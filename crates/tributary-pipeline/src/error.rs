// Copyright 2025 eraflo
//
// Licensed under the Apache License, Version 2.0 (the "License");
// you may not use this file except in compliance with the License.
// You may obtain a copy of the License at
//
//     http://www.apache.org/licenses/LICENSE-2.0
//
// Unless required by applicable law or agreed to in writing, software
// distributed under the License is distributed on an "AS IS" BASIS,
// WITHOUT WARRANTIES OR CONDITIONS OF ANY KIND, either express or implied.
// See the License for the specific language governing permissions and
// limitations under the License.

//! Errors raised by algorithms and by the executive.

use crate::pipeline::NodeId;
use thiserror::Error;
use tributary_data::{DataError, RefinementError};

/// A failure reported by an algorithm from one of its request hooks.
#[derive(Debug, Clone, PartialEq, Error)]
pub enum AlgorithmError {
    /// An input the algorithm needs is absent or of an unexpected type.
    #[error("input {port}: {message}")]
    BadInput {
        /// Input port index.
        port: usize,
        /// What was wrong.
        message: String,
    },
    /// The algorithm noticed the abort flag and stopped.
    #[error("execution aborted")]
    Aborted,
    /// A data-model operation failed.
    #[error(transparent)]
    Data(#[from] DataError),
    /// Any other failure.
    #[error("{0}")]
    Failed(String),
}

impl AlgorithmError {
    /// Convenience constructor for [`AlgorithmError::BadInput`].
    pub fn bad_input(port: usize, message: impl Into<String>) -> Self {
        AlgorithmError::BadInput {
            port,
            message: message.into(),
        }
    }

    /// Convenience constructor for [`AlgorithmError::Failed`].
    pub fn failed(message: impl Into<String>) -> Self {
        AlgorithmError::Failed(message.into())
    }
}

/// Errors returned by [`Pipeline`](crate::Pipeline) operations.
#[derive(Debug, Clone, PartialEq, Error)]
pub enum PipelineError {
    /// A producer's output type is not accepted by the consumer's input port.
    #[error("{consumer} input {port} requires {expected}, got {found}")]
    ConnectionType {
        /// Consumer node.
        consumer: NodeId,
        /// Consumer input port.
        port: usize,
        /// Rendered constraint of the port.
        expected: String,
        /// Rendered type offered by the producer.
        found: String,
    },
    /// A non-optional input port has no connection.
    #[error("{node} input {port} is required but not connected")]
    MissingRequiredInput {
        /// The node.
        node: NodeId,
        /// The unconnected port.
        port: usize,
    },
    /// A composite output does not have the structure announced during the
    /// information pass.
    #[error("{node} output {port} does not match its announced composite structure")]
    CompositeStructureMismatch {
        /// The node.
        node: NodeId,
        /// The output port.
        port: usize,
    },
    /// An AMR hierarchy failed refinement checks.
    #[error("inconsistent refinement: {0}")]
    InconsistentRefinement(#[from] RefinementError),
    /// An algorithm hook failed.
    #[error("{node} ({algorithm}) failed: {source}")]
    AlgorithmInternal {
        /// The node.
        node: NodeId,
        /// Algorithm name.
        algorithm: String,
        /// What the algorithm reported.
        source: AlgorithmError,
    },
    /// The run was aborted through the abort flag.
    #[error("execution aborted")]
    Aborted,
    /// A producer further upstream failed.
    #[error("{node} could not update its inputs: {source}")]
    UpstreamFailed {
        /// The node whose input failed.
        node: NodeId,
        /// The upstream failure.
        source: Box<PipelineError>,
    },
    /// The node id does not belong to this pipeline.
    #[error("{0} does not exist")]
    InvalidNode(NodeId),
    /// The port index is out of range for the node.
    #[error("{node} has no {direction} port {port}")]
    InvalidPort {
        /// The node.
        node: NodeId,
        /// `"input"` or `"output"`.
        direction: &'static str,
        /// The requested port.
        port: usize,
    },
    /// The connection would close a cycle.
    #[error("connecting {producer} to {consumer} would create a cycle")]
    Cycle {
        /// Producer of the rejected connection.
        producer: NodeId,
        /// Consumer of the rejected connection.
        consumer: NodeId,
    },
    /// A second connection on a non-repeatable input port.
    #[error("{node} input {port} accepts a single connection")]
    PortNotRepeatable {
        /// The node.
        node: NodeId,
        /// The port.
        port: usize,
    },
}

impl PipelineError {
    /// The innermost error of an [`UpstreamFailed`](PipelineError::UpstreamFailed) chain.
    pub fn root_cause(&self) -> &PipelineError {
        match self {
            PipelineError::UpstreamFailed { source, .. } => source.root_cause(),
            other => other,
        }
    }
}

#[cfg(test)]
mod tests {
    use super::*;

    #[test]
    fn root_cause_unwraps_upstream_chain() {
        let inner = PipelineError::MissingRequiredInput {
            node: NodeId::from_index(0),
            port: 0,
        };
        let outer = PipelineError::UpstreamFailed {
            node: NodeId::from_index(2),
            source: Box::new(PipelineError::UpstreamFailed {
                node: NodeId::from_index(1),
                source: Box::new(inner.clone()),
            }),
        };
        assert_eq!(outer.root_cause(), &inner);
    }

    #[test]
    fn refinement_errors_convert() {
        let err: PipelineError = RefinementError::MissingRatio(1).into();
        assert!(matches!(
            err,
            PipelineError::InconsistentRefinement(RefinementError::MissingRatio(1))
        ));
        assert_eq!(err.to_string(), "inconsistent refinement: level 1 has no refinement ratio");
    }
}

——

### Task to complete
Repeat the whole listing, keeping every word exactly as it is.

### Solution to the problem
filename crates/tributary-pipeline/src/error.rs
// Copyright 2025 eraflo
//
// Licensed under the Apache License, Version 2.0 (the "License");
// you may not use this file except in compliance with the License.
// You may obtain a copy of the License at
//
//     http://www.apache.org/licenses/LICENSE-2.0
//
// Unless required by applicable law or agreed to in writing, software
// distributed under the License is distributed on an "AS IS" BASIS,
// WITHOUT WARRANTIES OR CONDITIONS OF ANY KIND, either express or implied.
// See the License for the specific language governing permissions and
// limitations under the License.

//! Errors raised by algorithms and by the executive.

use crate::pipeline::NodeId;
use thiserror::Error;
use tributary_data::{DataError, RefinementError};

/// A failure reported by an algorithm from one of its request hooks.
#[derive(Debug, Clone, PartialEq, Error)]
pub enum AlgorithmError {
    /// An input the algorithm needs is absent or of an unexpected type.
    #[error("input {port}: {message}")]
    BadInput {
        /// Input port index.
        port: usize,
        /// What was wrong.
        message: String,
    },
    /// The algorithm noticed the abort flag and stopped.
    #[error("execution aborted")]
    Aborted,
    /// A data-model operation failed.
    #[error(transparent)]
    Data(#[from] DataError),
    /// Any other failure.
    #[error("{0}")]
    Failed(String),
}

impl AlgorithmError {
    /// Convenience constructor for [`AlgorithmError::BadInput`].
    pub fn bad_input(port: usize, message: impl Into<String>) -> Self {
        AlgorithmError::BadInput {
            port,
            message: message.into(),
        }
    }

    /// Convenience constructor for [`AlgorithmError::Failed`].
    pub fn failed(message: impl Into<String>) -> Self {
        AlgorithmError::Failed(message.into())
    }
}

/// Errors returned by [`Pipeline`](crate::Pipeline) operations.
#[derive(Debug, Clone, PartialEq, Error)]
pub enum PipelineError {
    /// A producer's output type is not accepted by the consumer's input port.
    #[error("{consumer} input {port} requires {expected}, got {found}")]
    ConnectionType {
        /// Consumer node.
        consumer: NodeId,
        /// Consumer input port.
        port: usize,
        /// Rendered constraint of the port.
        expected: String,
        /// Rendered type offered by the producer.
        found: String,
    },
    /// A non-optional input port has no connection.
    #[error("{node} input {port} is required but not connected")]
    MissingRequiredInput {
        /// The node.
        node: NodeId,
        /// The unconnected port.
        port: usize,
    },
    /// A composite output does not have the structure announced during the
    /// information pass.
    #[error("{node} output {port} does not match its announced composite structure")]
    CompositeStructureMismatch {
        /// The node.
        node: NodeId,
        /// The output port.
        port: usize,
    },
    /// An AMR hierarchy failed refinement checks.
    #[error("inconsistent refinement: {0}")]
    InconsistentRefinement(#[from] RefinementError),
    /// An algorithm hook failed.
    #[error("{node} ({algorithm}) failed: {source}")]
    AlgorithmInternal {
        /// The node.
        node: NodeId,
        /// Algorithm name.
        algorithm: String,
        /// What the algorithm reported.
        source: AlgorithmError,
    },
    /// The run was aborted through the abort flag.
    #[error("execution aborted")]
    Aborted,
    /// A producer further upstream failed.
    #[error("{node} could not update its inputs: {source}")]
    UpstreamFailed {
        /// The node whose input failed.
        node: NodeId,
        /// The upstream failure.
        source: Box<PipelineError>,
    },
    /// The node id does not belong to this pipeline.
    #[error("{0} does not exist")]
    InvalidNode(NodeId),
    /// The port index is out of range for the node.
    #[error("{node} has no {direction} port {port}")]
    InvalidPort {
        /// The node.
        node: NodeId,
        /// `"input"` or `"output"`.
        direction: &'static str,
        /// The requested port.
        port: usize,
    },
    /// The connection would close a cycle.
    #[error("connecting {producer} to {consumer} would create a cycle")]
    Cycle {
        /// Producer of the rejected connection.
        producer: NodeId,
        /// Consumer of the rejected connection.
        consumer: NodeId,
    },
    /// A second connection on a non-repeatable input port.
    #[error("{node} input {port} accepts a single connection")]
    PortNotRepeatable {
        /// The node.
        node: NodeId,
        /// The port.
        port: usize,
    },
}

impl PipelineError {
    /// The innermost error of an [`UpstreamFailed`](PipelineError::UpstreamFailed) chain.
    pub fn root_cause(&self) -> &PipelineError {
        match self {
            PipelineError::UpstreamFailed { source, .. } => source.root_cause(),
            other => other,
        }
    }
}

#[cfg(test)]
mod tests {
    use super::*;

    #[test]
    fn root_cause_unwraps_upstream_chain() {
        let inner = PipelineError::MissingRequiredInput {
            node: NodeId::from_index(0),
            port: 0,
        };
        let outer = PipelineError::UpstreamFailed {
            node: NodeId::from_index(2),
            source: Box::new(PipelineError::UpstreamFailed {
                node: NodeId::from_index(1),
                source: Box::new(inner.clone()),
            }),
        };
        assert_eq!(outer.root_cause(), &inner);
    }

    #[test]
    fn refinement_errors_convert() {
        let err: PipelineError = RefinementError::MissingRatio(1).into();
        assert!(matches!(
            err,
            PipelineError::InconsistentRefinement(RefinementError::MissingRatio(1))
        ));
        assert_eq!(err.to_string(), "inconsistent refinement: level 1 has no refinement ratio");
    }
}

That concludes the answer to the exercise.